А потом боль пришла. Лопнула внутри, как лопается застарелый нарыв, надувшийся отравленной кровью и гноем. И все его внутренности вдруг оторвались от своих мест, сделавшись кровавыми сгустками, и перепутались между собой, превратившись в один огромный, раскаленный, пульсирующий клубок.
Он попытался отступить на шаг, но тело ему уже не подчинялось, оно подчинялось только боли и только ее слушало, безжалостно глуша все прочие частоты. Он попытался сдержать ее, впившись пальцами в живот, но это было не проще, чем сдержать голыми ладонями прорвавшую плотину. Он попытался…
Должно быть, он всхлипывал при этом, потому что тот, кого именовали виконтом, рассмеялся:
— Вот тебе и маркграф. Полагается ли венценосной особе так скулить?
Вольфрам удовлетворенно кивнул, потирая кулак. Кулак был совсем ее большой и на вид не тяжелый, но веса в нем было больше, чем в двенадцатидюймовом снаряде. А злости и того больше.
— Пусть скулит, — предводитель рутьеров подмигнул ему, обходя Гримберта кругом, — Знать, у нашего мессира при дворе много учителей было, да только все не те. Ну это ничего. Думаю, «Смиренные Гиены» быстро научат его этикету…
Сейчас ударит, понял Гримберт. Но ни защититься от второго удара, ни даже шевельнуться не смог.
Уличные остряки напрасно смеются над высокородными господами, которые, якобы, падают в обморок, уязвив кончик пальца розовым шипом. Гримберт знал, что такое боль, может, не в таких дотошных нюансах, как некоторые прочие, но знал — и во многих обличьях.
Ему приходилось ощущать боль, и не раз. Магнебод не позволял ему во время тренировок прикасаться к бортовому запасу обезболивающих, утверждая, что боль и голод — толковые наставники, воспитавшие больше рыцарей, чем самые дотошные учителя.
Ему приходилось разбивать в кровь колени, выпав из бронекапсулы, хлюпать разбитым носом после плохо рассчитанного маневра, который не смогла компенсировать примитивно устроенная амортизирующая система доспеха, украдкой хныкать после учебного поединка из-за отшибленных ребер…

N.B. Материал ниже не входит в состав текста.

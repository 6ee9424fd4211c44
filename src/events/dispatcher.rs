//! Event listeners and the dispatcher that fans events out to them
//!
//! The dispatcher is created by whoever starts a run and passed down
//! explicitly; there is no process-wide bus.

use std::rc::Rc;

use tracing::{info, warn};

use super::event::{Event, EventEntry};
use super::id::RunId;
use super::journal::EventJournal;
use crate::error::StewardResult;

/// Receives every event dispatched during a run
pub trait EventListener {
    fn handle(&self, run_id: RunId, event: &Event) -> StewardResult<()>;
}

impl<T: EventListener + ?Sized> EventListener for Rc<T> {
    fn handle(&self, run_id: RunId, event: &Event) -> StewardResult<()> {
        (**self).handle(run_id, event)
    }
}

/// Sends each event to every registered listener, in registration order
#[derive(Default)]
pub struct EventDispatcher {
    listeners: Vec<Box<dyn EventListener>>,
}

impl EventDispatcher {
    pub fn new() -> Self {
        Self::default()
    }

    /// Add a listener
    pub fn subscribe(&mut self, listener: impl EventListener + 'static) {
        self.listeners.push(Box::new(listener));
    }

    /// Builder form of [`EventDispatcher::subscribe`]
    pub fn with_listener(mut self, listener: impl EventListener + 'static) -> Self {
        self.subscribe(listener);
        self
    }

    /// Deliver an event
    ///
    /// A failing listener is logged and skipped; the others still receive
    /// the event.
    pub fn dispatch(&self, run_id: RunId, event: &Event) {
        for listener in &self.listeners {
            if let Err(err) = listener.handle(run_id, event) {
                warn!(event = event.name(), run = %run_id, error = %err, "Event listener failed");
            }
        }
    }

    pub fn len(&self) -> usize {
        self.listeners.len()
    }

    pub fn is_empty(&self) -> bool {
        self.listeners.is_empty()
    }
}

/// Writes every event to the log
#[derive(Debug, Default, Clone, Copy)]
pub struct TracingListener;

impl EventListener for TracingListener {
    fn handle(&self, run_id: RunId, event: &Event) -> StewardResult<()> {
        match event {
            Event::ActionFailed { .. } | Event::UnhealthyDestinationsFound { .. } => {
                warn!(run = %run_id, event = event.name(), "{}", event.summary());
            }
            _ => {
                info!(run = %run_id, event = event.name(), "{}", event.summary());
            }
        }
        Ok(())
    }
}

/// Appends every event to the journal
pub struct JournalListener {
    journal: EventJournal,
}

impl JournalListener {
    pub fn new(journal: EventJournal) -> Self {
        Self { journal }
    }
}

impl EventListener for JournalListener {
    fn handle(&self, run_id: RunId, event: &Event) -> StewardResult<()> {
        self.journal.append(&EventEntry::new(run_id, event.clone()))
    }
}

/// Keeps every event it receives; used by tests to observe runs
#[cfg(test)]
#[derive(Default)]
pub(crate) struct RecordingListener {
    events: std::cell::RefCell<Vec<(RunId, Event)>>,
}

#[cfg(test)]
impl RecordingListener {
    pub(crate) fn events(&self) -> Vec<Event> {
        self.events.borrow().iter().map(|(_, e)| e.clone()).collect()
    }

    pub(crate) fn names(&self) -> Vec<&'static str> {
        self.events.borrow().iter().map(|(_, e)| e.name()).collect()
    }

    pub(crate) fn run_ids(&self) -> Vec<RunId> {
        self.events.borrow().iter().map(|(id, _)| *id).collect()
    }
}

#[cfg(test)]
impl EventListener for RecordingListener {
    fn handle(&self, run_id: RunId, event: &Event) -> StewardResult<()> {
        self.events.borrow_mut().push((run_id, event.clone()));
        Ok(())
    }
}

Но эта боль, которая взорвалась осколочным фугасом в его потрохах, была какой-то другой. Ее нельзя было терпеть, как предписывалось рыцарю терпеть все телесные тяготы на пути своего служения. Ее нельзя было игнорировать, как малозначимые показания визора. Она появилась и, мгновенно расширившись из огненной точки в его животе, погребла под собой весь мир, сокрушив его вековечные устои.
Больше не было ни Турина, ни Сальбертранского леса, ни Аривальда. Ни неба, ни земли, ни святых, ни грешников. Не было даже грязного шатра, в который его завели. Одна только боль — бездонный пульсирующий океан жидкого огня, разрывающий его внутренности изнутри.
Гримберт попытался вздохнуть, но не смог. Все мышцы в его теле расплавились, в выжженной утробе не осталось внутренностей, лишь звенела звеньями раскаленная медная цепь. Тщетно открывая рот, он уткнулся лицом в зловонные, скверно выделанные шкуры на полу, втягивая их землистый запах, но не в силах сделать вздох.